From all your research about Machine Learning, you’d have concluded one thing till now- Machine Learning is just a set of a vast number of powerful algorithms implemented correctly. Apart from deeply studying these algorithms, one must also learn to implement them correctly to make their learning fruitful.

Though, you can always use any services of your choice, working with the most efficient services would get you to your required result easily as well as conveniently. With that being said, let’s have a look at this curated list from PythonGeeks to learn in detail about the top 11 Software Services for Machine Learning and how to use them efficiently.

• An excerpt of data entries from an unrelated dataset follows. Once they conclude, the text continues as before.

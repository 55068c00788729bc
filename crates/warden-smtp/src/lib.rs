// Copyright (c) 2025 Geoffrey Huntley <ghuntley@ghuntley.com>. All rights reserved.
// SPDX-License-Identifier: Proprietary

//! SMTP delivery for audit reports.
//!
//! [`SmtpClient`] sends multipart (plain text + HTML) messages through
//! [`lettre`]. Callers depend on the [`EmailSender`] trait so report delivery
//! can be exercised without a mail server.
//!
//! ```no_run
//! use warden_smtp::{EmailSender, SmtpClient};
//!
//! # async fn example(config: warden_config::SmtpConfig) -> Result<(), warden_smtp::SmtpError> {
//! let client = SmtpClient::new(config)?;
//! client
//! 	.send_email(
//! 		"it-ops@example.com",
//! 		"Users With No Groups Report",
//! 		"<p>No users found.</p>",
//! 		"No users found.",
//! 	)
//! 	.await?;
//! # Ok(())
//! # }
//! ```

use async_trait::async_trait;
use lettre::{
	message::{header::ContentType, Mailbox, MultiPart, SinglePart},
	transport::smtp::authentication::Credentials,
	AsyncSmtpTransport, AsyncTransport, Message, Tokio1Executor,
};
use warden_config::SmtpConfig;

#[derive(Debug, thiserror::Error)]
pub enum SmtpError {
	#[error("connection failed: {0}")]
	Connection(String),

	#[error("send failed: {0}")]
	Send(String),

	#[error("invalid email address: {0}")]
	Address(String),
}

/// Something that can deliver a multipart email.
#[async_trait]
pub trait EmailSender: Send + Sync {
	async fn send_email(
		&self,
		to: &str,
		subject: &str,
		body_html: &str,
		body_text: &str,
	) -> Result<(), SmtpError>;
}

pub struct SmtpClient {
	transport: AsyncSmtpTransport<Tokio1Executor>,
	from_mailbox: Mailbox,
}

impl SmtpClient {
	/// Build the transport. No connection is made until the first send.
	///
	/// # Errors
	///
	/// Returns [`SmtpError::Address`] if the sender address is invalid, or
	/// [`SmtpError::Connection`] if the STARTTLS relay cannot be configured.
	#[tracing::instrument(
		name = "smtp_client_new",
		skip(config),
		fields(host = %config.host, port = %config.port, use_tls = %config.use_tls)
	)]
	pub fn new(config: SmtpConfig) -> Result<Self, SmtpError> {
		let from_mailbox = sender_mailbox(&config.from_name, &config.from_address)?;

		let builder = if config.use_tls {
			AsyncSmtpTransport::<Tokio1Executor>::starttls_relay(&config.host)
				.map_err(|e| SmtpError::Connection(format!("{e}")))?
		} else {
			AsyncSmtpTransport::<Tokio1Executor>::builder_dangerous(&config.host)
		};

		let mut builder = builder.port(config.port);

		if let (Some(username), Some(password)) = (config.username, config.password) {
			builder = builder.credentials(Credentials::new(username, password.into_inner()));
		}

		let transport = builder.build();

		tracing::debug!("SMTP client initialized");

		Ok(Self {
			transport,
			from_mailbox,
		})
	}

	pub fn from_mailbox(&self) -> &Mailbox {
		&self.from_mailbox
	}
}

#[async_trait]
impl EmailSender for SmtpClient {
	#[tracing::instrument(
		name = "smtp_send_email",
		skip(self, body_html, body_text),
		fields(to = %to, subject = %subject)
	)]
	async fn send_email(
		&self,
		to: &str,
		subject: &str,
		body_html: &str,
		body_text: &str,
	) -> Result<(), SmtpError> {
		let message = build_message(&self.from_mailbox, to, subject, body_html, body_text)?;

		tracing::debug!("sending email");

		self.transport
			.send(message)
			.await
			.map_err(|e| SmtpError::Send(format!("{e}")))?;

		tracing::info!("email sent");

		Ok(())
	}
}

fn sender_mailbox(name: &str, address: &str) -> Result<Mailbox, SmtpError> {
	format!("{name} <{address}>")
		.parse()
		.map_err(|e| SmtpError::Address(format!("{e}")))
}

fn build_message(
	from: &Mailbox,
	to: &str,
	subject: &str,
	body_html: &str,
	body_text: &str,
) -> Result<Message, SmtpError> {
	let to_mailbox: Mailbox = to.parse().map_err(|e| SmtpError::Address(format!("{e}")))?;

	Message::builder()
		.from(from.clone())
		.to(to_mailbox)
		.subject(subject)
		.multipart(
			MultiPart::alternative()
				.singlepart(
					SinglePart::builder()
						.header(ContentType::TEXT_PLAIN)
						.body(body_text.to_string()),
				)
				.singlepart(
					SinglePart::builder()
						.header(ContentType::TEXT_HTML)
						.body(body_html.to_string()),
				),
		)
		.map_err(|e| SmtpError::Send(format!("failed to build message: {e}")))
}

/// Syntactic check of an email address; says nothing about deliverability.
pub fn is_valid_email(email: &str) -> bool {
	email.parse::<Mailbox>().is_ok()
}
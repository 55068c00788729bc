// Copyright (c) 2025 Geoffrey Huntley <ghuntley@ghuntley.com>. All rights reserved.
// SPDX-License-Identifier: Proprietary

//! Layered configuration for the directory hygiene audit.
//!
//! Sources, lowest precedence first:
//! 1. Built-in defaults
//! 2. Config file (`/etc/warden/warden.toml`, or the path given on the command line)
//! 3. Environment variables (`WARDEN_*`)
//!
//! ```ignore
//! use warden_config::load_config;
//!
//! let config = load_config()?;
//! println!("auditing {}", config.policy.org_email_domain);
//! ```

pub mod env;
pub mod error;
pub mod layer;
pub mod sections;
pub mod sources;

pub use env::{load_secret_env, SecretEnvError};
pub use error::ConfigError;
pub use layer::WardenConfigLayer;
pub use sections::*;
pub use sources::{
	ConfigSource, DefaultsSource, EnvSource, Precedence, TomlSource, SYSTEM_CONFIG_PATH,
};

use tracing::{debug, info};

/// Fully resolved configuration.
#[derive(Debug, Clone, Default)]
pub struct WardenConfig {
	pub database: DatabaseConfig,
	pub identity: IdentityConfig,
	pub smtp: Option<SmtpConfig>,
	pub report: ReportConfig,
	pub schedule: ScheduleConfig,
	pub policy: PolicyConfig,
	pub logging: LoggingConfig,
}

/// Load configuration from the system config file and the environment.
pub fn load_config() -> Result<WardenConfig, ConfigError> {
	load_from_sources(vec![
		Box::new(DefaultsSource),
		Box::new(TomlSource::system()),
		Box::new(EnvSource),
	])
}

/// Load configuration with a custom config file path.
pub fn load_config_with_file(
	config_path: impl Into<std::path::PathBuf>,
) -> Result<WardenConfig, ConfigError> {
	load_from_sources(vec![
		Box::new(DefaultsSource),
		Box::new(TomlSource::new(config_path)),
		Box::new(EnvSource),
	])
}

fn load_from_sources(mut sources: Vec<Box<dyn ConfigSource>>) -> Result<WardenConfig, ConfigError> {
	sources.sort_by_key(|s| s.precedence());

	let mut merged = WardenConfigLayer::default();
	for source in sources {
		debug!(source = source.name(), "loading configuration source");
		merged.merge(source.load()?);
	}

	finalize(merged)
}

/// Resolve a merged layer into a validated configuration.
pub fn finalize(layer: WardenConfigLayer) -> Result<WardenConfig, ConfigError> {
	let database = layer.database.unwrap_or_default().finalize();
	let identity = layer.identity.unwrap_or_default().finalize();
	let smtp = layer.smtp.and_then(|l| l.finalize());
	let report = layer.report.unwrap_or_default().finalize();
	let schedule = layer.schedule.unwrap_or_default().finalize();
	let policy = layer.policy.unwrap_or_default().finalize();
	let logging = layer.logging.unwrap_or_default().finalize();

	let config = WardenConfig {
		database,
		identity,
		smtp,
		report,
		schedule,
		policy,
		logging,
	};
	validate_config(&config)?;

	info!(
		database = %config.database.url,
		identity_base_url = %config.identity.base_url,
		identity_token_configured = config.identity.api_token.is_some(),
		smtp_configured = config.smtp.is_some(),
		report_recipient_configured = config.report.recipient.is_some(),
		job_id = %config.schedule.job_id,
		org_email_domain = %config.policy.org_email_domain,
		client_reassignment_enabled = config.policy.client_reassignment_enabled,
		"configuration loaded"
	);

	Ok(config)
}

/// Validate cross-field configuration rules.
fn validate_config(config: &WardenConfig) -> Result<(), ConfigError> {
	if config.identity.base_url.is_empty() {
		return Err(ConfigError::Validation(
			"WARDEN_IDENTITY_BASE_URL (or [identity].base_url) must be set".to_string(),
		));
	}

	if config.policy.client_reassignment_enabled && config.policy.target_client_id.is_none() {
		return Err(ConfigError::Validation(
			"policy.client_reassignment_enabled requires policy.target_client_id".to_string(),
		));
	}

	if config.policy.item_list_page_length <= 0 {
		return Err(ConfigError::Validation(format!(
			"policy.item_list_page_length must be positive, got {}",
			config.policy.item_list_page_length
		)));
	}

	if config.schedule.default_interval_hours < 0 {
		return Err(ConfigError::Validation(format!(
			"schedule.default_interval_hours must not be negative, got {}",
			config.schedule.default_interval_hours
		)));
	}

	Ok(())
}
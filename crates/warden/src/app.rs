// Copyright (c) 2025 Geoffrey Huntley <ghuntley@ghuntley.com>. All rights reserved.
// SPDX-License-Identifier: Proprietary

//! Wiring from configuration to a runnable audit job.

use std::sync::Arc;
use std::time::Duration;

use sqlx::SqlitePool;
use tracing::{info, warn};
use warden_audit::{AuditOrchestrator, HygieneAuditJob, ScheduleGate};
use warden_config::{PolicyConfig, WardenConfig};
use warden_db::{
	AppLogRecord, CandidateFilter, CandidateRepository, DbError, LogRepository, RunStateRepository,
};
use warden_identity::{HttpIdentityClient, IdentityError};
use warden_logs::{LogBuffer, LogEntry};
use warden_report::{LogReportSink, MailReportSink, ReportSink};
use warden_smtp::{is_valid_email, SmtpClient, SmtpError};

pub fn candidate_filter(policy: &PolicyConfig) -> CandidateFilter {
	CandidateFilter {
		org_email_domain: policy.org_email_domain.clone(),
		excluded_email_domains: policy.excluded_email_domains.clone(),
		excluded_org_addresses: policy.excluded_org_addresses.clone(),
		preview_email_domain: policy.preview_email_domain.clone(),
		preview_last_name: policy.preview_last_name.clone(),
		default_group_name: policy.default_group_name.clone(),
		item_list_page_length: policy.item_list_page_length,
	}
}

/// Mail when both SMTP and a recipient are configured, otherwise log.
pub fn build_sink(config: &WardenConfig) -> Result<Arc<dyn ReportSink>, SmtpError> {
	let label = config.report.environment_label.clone();
	match (&config.smtp, &config.report.recipient) {
		(Some(smtp), Some(recipient)) => {
			if !is_valid_email(recipient) {
				return Err(SmtpError::Address(recipient.clone()));
			}
			let client = SmtpClient::new(smtp.clone())?;
			info!(%recipient, "reports will be mailed");
			Ok(Arc::new(MailReportSink::new(
				Box::new(client),
				recipient.clone(),
				label,
			)))
		}
		_ => {
			warn!("SMTP or report recipient not configured; reports will be logged only");
			Ok(Arc::new(LogReportSink::new(label)))
		}
	}
}

pub fn build_identity_client(config: &WardenConfig) -> Result<HttpIdentityClient, IdentityError> {
	let client = HttpIdentityClient::with_timeout(
		config.identity.base_url.clone(),
		Duration::from_secs(config.identity.timeout_secs),
	)?;
	Ok(match &config.identity.api_token {
		Some(token) => client.with_api_token(token.clone()),
		None => client,
	})
}

pub fn build_job(
	config: &WardenConfig,
	pool: SqlitePool,
) -> Result<HygieneAuditJob, Box<dyn std::error::Error>> {
	let identity = Arc::new(build_identity_client(config)?);
	let candidates = Arc::new(CandidateRepository::new(
		pool.clone(),
		candidate_filter(&config.policy),
	));
	let sink = build_sink(config)?;

	let gate = ScheduleGate::new(
		Arc::new(RunStateRepository::new(pool)),
		config.schedule.job_id.clone(),
	);
	let orchestrator = AuditOrchestrator::new(candidates, identity, sink, config.policy.clone());
	Ok(HygieneAuditJob::new(gate, orchestrator))
}

pub fn to_record(entry: &LogEntry) -> AppLogRecord {
	AppLogRecord {
		logged_at: entry.timestamp,
		level: entry.level.as_str().to_string(),
		target: entry.target.clone(),
		message: entry.message.clone(),
		fields: entry.fields_json(),
	}
}

/// Take every captured event as a log record. An overflow warning is
/// emitted first so it lands in the drained batch.
pub fn drain_records(buffer: &LogBuffer) -> Vec<AppLogRecord> {
	let dropped = buffer.dropped();
	if dropped > 0 {
		warn!(dropped, "log buffer overflowed; oldest entries lost");
	}
	buffer.drain().iter().map(to_record).collect()
}

/// Drain captured events into the application log table.
pub async fn persist_logs(buffer: &LogBuffer, pool: SqlitePool) -> Result<u64, DbError> {
	let records = drain_records(buffer);
	if records.is_empty() {
		return Ok(0);
	}
	LogRepository::new(pool).insert_batch(&records).await
}
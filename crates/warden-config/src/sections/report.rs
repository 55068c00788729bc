// Copyright (c) 2025 Geoffrey Huntley <ghuntley@ghuntley.com>. All rights reserved.
// SPDX-License-Identifier: Proprietary

//! Report distribution settings.

use serde::Deserialize;

#[derive(Debug, Clone, Default)]
pub struct ReportConfig {
	/// Distribution address for every report. `None` means reports are only logged.
	pub recipient: Option<String>,
	/// Prepended to every subject as `"<LABEL> - <subject>"`.
	pub environment_label: Option<String>,
}

#[derive(Debug, Clone, Default, Deserialize)]
pub struct ReportConfigLayer {
	#[serde(default)]
	pub recipient: Option<String>,
	#[serde(default)]
	pub environment_label: Option<String>,
}

impl ReportConfigLayer {
	pub fn merge(&mut self, other: ReportConfigLayer) {
		if other.recipient.is_some() {
			self.recipient = other.recipient;
		}
		if other.environment_label.is_some() {
			self.environment_label = other.environment_label;
		}
	}

	pub fn finalize(self) -> ReportConfig {
		ReportConfig {
			recipient: self.recipient,
			environment_label: self.environment_label.map(|l| l.to_uppercase()),
		}
	}
}
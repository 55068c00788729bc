// Copyright (c) 2025 Geoffrey Huntley <ghuntley@ghuntley.com>. All rights reserved.
// SPDX-License-Identifier: Proprietary

//! Secret wrapper for credentials handled by the audit pipeline.
//!
//! [`Secret<T>`] keeps SMTP passwords and identity-service tokens out of logs:
//! `Debug` and `Display` print [`REDACTED`], serialization never emits the
//! inner value, and the value is zeroized when dropped.

use std::fmt;

use zeroize::Zeroize;

/// Placeholder printed in place of secret values.
pub const REDACTED: &str = "[REDACTED]";

/// A value that must never be logged or serialized in plain text.
#[derive(Clone, PartialEq, Eq)]
pub struct Secret<T: Zeroize> {
	inner: T,
}

/// The common case: a secret string.
pub type SecretString = Secret<String>;

impl<T: Zeroize> Secret<T> {
	pub fn new(inner: T) -> Self {
		Self { inner }
	}

	/// Borrow the secret value. Call sites should be easy to grep for.
	pub fn expose(&self) -> &T {
		&self.inner
	}
}

impl<T: Zeroize + Default> Secret<T> {
	/// Move the value out, leaving a zeroized default behind.
	pub fn into_inner(mut self) -> T {
		std::mem::take(&mut self.inner)
	}
}

impl<T: Zeroize> Drop for Secret<T> {
	fn drop(&mut self) {
		self.inner.zeroize();
	}
}

impl<T: Zeroize> fmt::Debug for Secret<T> {
	fn fmt(&self, f: &mut fmt::Formatter<'_>) -> fmt::Result {
		write!(f, "Secret({REDACTED})")
	}
}

impl<T: Zeroize> fmt::Display for Secret<T> {
	fn fmt(&self, f: &mut fmt::Formatter<'_>) -> fmt::Result {
		f.write_str(REDACTED)
	}
}

impl From<String> for SecretString {
	fn from(value: String) -> Self {
		Self::new(value)
	}
}

impl From<&str> for SecretString {
	fn from(value: &str) -> Self {
		Self::new(value.to_string())
	}
}

#[cfg(feature = "serde")]
impl<T: Zeroize> serde::Serialize for Secret<T> {
	fn serialize<S: serde::Serializer>(&self, serializer: S) -> Result<S::Ok, S::Error> {
		serializer.serialize_str(REDACTED)
	}
}

#[cfg(feature = "serde")]
impl<'de, T> serde::Deserialize<'de> for Secret<T>
where
	T: Zeroize + serde::Deserialize<'de>,
{
	fn deserialize<D: serde::Deserializer<'de>>(deserializer: D) -> Result<Self, D::Error> {
		T::deserialize(deserializer).map(Secret::new)
	}
}
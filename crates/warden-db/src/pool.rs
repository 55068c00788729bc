// Copyright (c) 2025 Geoffrey Huntley <ghuntley@ghuntley.com>. All rights reserved.
// SPDX-License-Identifier: Proprietary

use sqlx::sqlite::{SqliteConnectOptions, SqliteJournalMode, SqlitePool, SqliteSynchronous};
use std::str::FromStr;

use crate::error::DbError;

/// Create a SqlitePool with WAL mode and foreign keys enabled.
///
/// # Errors
/// Returns `DbError::Internal` if the URL is invalid, or `DbError::Sqlx` if
/// the connection fails.
#[tracing::instrument(skip(database_url))]
pub async fn create_pool(database_url: &str) -> Result<SqlitePool, DbError> {
	let options = SqliteConnectOptions::from_str(database_url)
		.map_err(|e| DbError::Internal(format!("Invalid database URL: {e}")))?
		.journal_mode(SqliteJournalMode::Wal)
		.synchronous(SqliteSynchronous::Normal)
		.foreign_keys(true)
		.create_if_missing(true);

	let pool = SqlitePool::connect_with(options).await?;

	tracing::debug!("database pool created");
	Ok(pool)
}
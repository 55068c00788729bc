// Copyright (c) 2025 Geoffrey Huntley <ghuntley@ghuntley.com>. All rights reserved.
// SPDX-License-Identifier: Proprietary

//! Configuration sources: defaults, TOML file, and environment variables.

use std::path::PathBuf;

use tracing::{debug, trace};

use crate::env::load_secret_env;
use crate::error::ConfigError;
use crate::layer::WardenConfigLayer;
use crate::sections::{
	DatabaseConfigLayer, IdentityConfigLayer, LoggingConfigLayer, PolicyConfigLayer,
	ReportConfigLayer, ScheduleConfigLayer, SmtpConfigLayer,
};

pub const SYSTEM_CONFIG_PATH: &str = "/etc/warden/warden.toml";

/// Source precedence levels (higher = overrides lower).
#[derive(Debug, Clone, Copy, PartialEq, Eq, PartialOrd, Ord)]
pub enum Precedence {
	Defaults = 10,
	ConfigFile = 20,
	Environment = 50,
}

pub trait ConfigSource: Send + Sync {
	fn name(&self) -> &'static str;
	fn precedence(&self) -> Precedence;
	fn load(&self) -> Result<WardenConfigLayer, ConfigError>;
}

pub struct DefaultsSource;

impl ConfigSource for DefaultsSource {
	fn name(&self) -> &'static str {
		"defaults"
	}

	fn precedence(&self) -> Precedence {
		Precedence::Defaults
	}

	fn load(&self) -> Result<WardenConfigLayer, ConfigError> {
		Ok(WardenConfigLayer::default())
	}
}

pub struct TomlSource {
	path: PathBuf,
}

impl TomlSource {
	pub fn new(path: impl Into<PathBuf>) -> Self {
		Self { path: path.into() }
	}

	pub fn system() -> Self {
		Self::new(SYSTEM_CONFIG_PATH)
	}
}

impl ConfigSource for TomlSource {
	fn name(&self) -> &'static str {
		"toml-config"
	}

	fn precedence(&self) -> Precedence {
		Precedence::ConfigFile
	}

	fn load(&self) -> Result<WardenConfigLayer, ConfigError> {
		if !self.path.exists() {
			debug!(path = %self.path.display(), "config file not found, skipping");
			return Ok(WardenConfigLayer::default());
		}

		debug!(path = %self.path.display(), "loading config file");
		let content = std::fs::read_to_string(&self.path).map_err(|e| ConfigError::FileRead {
			path: self.path.clone(),
			source: e,
		})?;

		let layer: WardenConfigLayer =
			toml::from_str(&content).map_err(|e| ConfigError::TomlParse {
				path: self.path.clone(),
				source: e,
			})?;

		trace!("parsed config layer from TOML");
		Ok(layer)
	}
}

/// Environment variable source.
///
/// Convention: WARDEN_<SECTION>_<FIELD>
pub struct EnvSource;

impl ConfigSource for EnvSource {
	fn name(&self) -> &'static str {
		"environment"
	}

	fn precedence(&self) -> Precedence {
		Precedence::Environment
	}

	fn load(&self) -> Result<WardenConfigLayer, ConfigError> {
		debug!("loading environment variables");
		Ok(WardenConfigLayer {
			database: Some(DatabaseConfigLayer {
				url: env_var("WARDEN_DATABASE_URL"),
			}),
			identity: Some(load_identity_from_env()?),
			smtp: Some(load_smtp_from_env()?),
			report: Some(ReportConfigLayer {
				recipient: env_var("WARDEN_REPORT_RECIPIENT"),
				environment_label: env_var("WARDEN_REPORT_ENVIRONMENT"),
			}),
			schedule: Some(ScheduleConfigLayer {
				job_id: env_var("WARDEN_SCHEDULE_JOB_ID"),
				default_interval_hours: env_i64("WARDEN_SCHEDULE_DEFAULT_INTERVAL_HOURS")?,
			}),
			policy: Some(load_policy_from_env()?),
			logging: Some(LoggingConfigLayer {
				level: env_var("WARDEN_LOG_LEVEL"),
				persist: env_bool("WARDEN_LOG_PERSIST"),
				buffer_capacity: env_usize("WARDEN_LOG_BUFFER_CAPACITY")?,
			}),
		})
	}
}

fn env_var(name: &str) -> Option<String> {
	std::env::var(name).ok().filter(|s| !s.is_empty())
}

fn env_bool(name: &str) -> Option<bool> {
	env_var(name).map(|v| v.eq_ignore_ascii_case("true") || v == "1")
}

fn env_list(name: &str) -> Option<Vec<String>> {
	env_var(name).map(|v| {
		v.split(',')
			.map(str::trim)
			.filter(|s| !s.is_empty())
			.map(str::to_string)
			.collect()
	})
}

fn env_parse<T: std::str::FromStr>(name: &str, kind: &str) -> Result<Option<T>, ConfigError> {
	match env_var(name) {
		Some(v) => v.parse().map(Some).map_err(|_| ConfigError::InvalidValue {
			key: name.to_string(),
			message: format!("invalid {kind} value '{v}'"),
		}),
		None => Ok(None),
	}
}

fn env_u16(name: &str) -> Result<Option<u16>, ConfigError> {
	env_parse(name, "u16")
}

fn env_u64(name: &str) -> Result<Option<u64>, ConfigError> {
	env_parse(name, "u64")
}

fn env_i64(name: &str) -> Result<Option<i64>, ConfigError> {
	env_parse(name, "i64")
}

fn env_usize(name: &str) -> Result<Option<usize>, ConfigError> {
	env_parse(name, "usize")
}

fn env_i64_list(name: &str) -> Result<Option<Vec<i64>>, ConfigError> {
	match env_list(name) {
		Some(items) => items
			.iter()
			.map(|v| {
				v.parse().map_err(|_| ConfigError::InvalidValue {
					key: name.to_string(),
					message: format!("invalid i64 list element '{v}'"),
				})
			})
			.collect::<Result<Vec<i64>, _>>()
			.map(Some),
		None => Ok(None),
	}
}

fn load_identity_from_env() -> Result<IdentityConfigLayer, ConfigError> {
	Ok(IdentityConfigLayer {
		base_url: env_var("WARDEN_IDENTITY_BASE_URL"),
		timeout_secs: env_u64("WARDEN_IDENTITY_TIMEOUT_SECS")?,
		api_token: load_secret_env("WARDEN_IDENTITY_API_TOKEN")
			.map_err(|e| ConfigError::Secret(e.to_string()))?,
	})
}

fn load_smtp_from_env() -> Result<SmtpConfigLayer, ConfigError> {
	Ok(SmtpConfigLayer {
		host: env_var("WARDEN_SMTP_HOST"),
		port: env_u16("WARDEN_SMTP_PORT")?,
		username: env_var("WARDEN_SMTP_USERNAME"),
		password: load_secret_env("WARDEN_SMTP_PASSWORD")
			.map_err(|e| ConfigError::Secret(e.to_string()))?,
		from_address: env_var("WARDEN_SMTP_FROM_ADDRESS"),
		from_name: env_var("WARDEN_SMTP_FROM_NAME"),
		use_tls: env_bool("WARDEN_SMTP_USE_TLS"),
	})
}

fn load_policy_from_env() -> Result<PolicyConfigLayer, ConfigError> {
	Ok(PolicyConfigLayer {
		org_email_domain: env_var("WARDEN_POLICY_ORG_EMAIL_DOMAIN"),
		excluded_email_domains: env_list("WARDEN_POLICY_EXCLUDED_EMAIL_DOMAINS"),
		excluded_org_addresses: env_list("WARDEN_POLICY_EXCLUDED_ORG_ADDRESSES"),
		preview_email_domain: env_var("WARDEN_POLICY_PREVIEW_EMAIL_DOMAIN"),
		preview_last_name: env_var("WARDEN_POLICY_PREVIEW_LAST_NAME"),
		default_group_name: env_var("WARDEN_POLICY_DEFAULT_GROUP_NAME"),
		admin_groups: env_list("WARDEN_POLICY_ADMIN_GROUPS"),
		item_list_page_length: env_i64("WARDEN_POLICY_ITEM_LIST_PAGE_LENGTH")?,
		client_reassignment_enabled: env_bool("WARDEN_POLICY_CLIENT_REASSIGNMENT_ENABLED"),
		misassigned_client_ids: env_i64_list("WARDEN_POLICY_MISASSIGNED_CLIENT_IDS")?,
		target_client_id: env_i64("WARDEN_POLICY_TARGET_CLIENT_ID")?,
	})
}

#[cfg(test)]
mod tests {
	use super::*;
	use std::io::Write;

	#[test]
	fn test_precedence_ordering() {
		assert!(Precedence::Environment > Precedence::ConfigFile);
		assert!(Precedence::ConfigFile > Precedence::Defaults);
	}

	#[test]
	fn test_defaults_source_returns_empty_layer() {
		let layer = DefaultsSource.load().unwrap();
		assert!(layer.database.is_none());
		assert!(layer.policy.is_none());
	}

	#[test]
	fn test_toml_source_missing_file_returns_empty() {
		let layer = TomlSource::new("/nonexistent/warden.toml").load().unwrap();
		assert!(layer.identity.is_none());
	}

	#[test]
	fn test_toml_source_reads_sections() {
		let mut file = tempfile::NamedTempFile::new().unwrap();
		write!(
			file,
			r#"
[identity]
base_url = "https://idp.example.com/api"

[policy]
org_email_domain = "corp.example.com"
admin_groups = ["Admins", "Security"]
"#
		)
		.unwrap();

		let layer = TomlSource::new(file.path()).load().unwrap();
		assert_eq!(
			layer.identity.unwrap().base_url.as_deref(),
			Some("https://idp.example.com/api")
		);
		let policy = layer.policy.unwrap();
		assert_eq!(policy.org_email_domain.as_deref(), Some("corp.example.com"));
		assert_eq!(
			policy.admin_groups,
			Some(vec!["Admins".to_string(), "Security".to_string()])
		);
	}

	#[test]
	fn test_toml_source_rejects_invalid_toml() {
		let mut file = tempfile::NamedTempFile::new().unwrap();
		write!(file, "[policy\norg_email_domain = ").unwrap();

		let result = TomlSource::new(file.path()).load();
		assert!(matches!(result, Err(ConfigError::TomlParse { .. })));
	}

	#[test]
	fn test_env_list_splits_and_trims() {
		std::env::set_var("WARDEN_TEST_LIST", " a.com, b.com ,,c.com");
		let list = env_list("WARDEN_TEST_LIST").unwrap();
		std::env::remove_var("WARDEN_TEST_LIST");
		assert_eq!(list, vec!["a.com", "b.com", "c.com"]);
	}

	#[test]
	fn test_env_i64_list_rejects_garbage() {
		std::env::set_var("WARDEN_TEST_ID_LIST", "1,two,3");
		let result = env_i64_list("WARDEN_TEST_ID_LIST");
		std::env::remove_var("WARDEN_TEST_ID_LIST");
		assert!(matches!(result, Err(ConfigError::InvalidValue { .. })));
	}
}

Software Used for Machine Learning

1. TensorFlow

One of the most efficient and famous tools in the field of Machine Learning, TensorFlow is an open-source platform for the implementation of Machine Learning Algorithms. Written in major programming languages like C++, Python, CUDA, you can use TensorFlow on all of the major Operating Systems like Windows, MacOS, and Linux Kernel. It provides a wide range of JavaScript libraries for dataflow programming. So, now that you know basic things about TensorFlow, let’s look at some key features that it has to offer.

Features of Tensorflow:
  • It helps you in building and training your own models.
  • You can also run your pre-built models using TensorFlow.js which happens to be a model converter.
  • Apart from being an open-source software which comes with high flexibility, it can run on GPUs, CPUs and other computing platforms.
  • It can even perform numerical computations.
  • You can also use it in building neural networks.
  • The most significant feature of this is that it can also deploy or train the model on any cloud platform making it storage efficient.

Now that you know the features of TensorFLow, quickly take a glance at how it’d be useful to you.

  • You can use this in ways, in other words, you can either install it through NPM or you can insert it in the script tags.
  • The tool is free for use.
  • You can also use it to predict human pose estimation.

2. PyTorch

PyTorch is another great library to implement Machine Learning algorithms. As you could have guessed it from the name itself this tool is Torch-based. Torch, in simple words, could be a Lua-based computing framework used as a scripting language for Machine Learning libraries.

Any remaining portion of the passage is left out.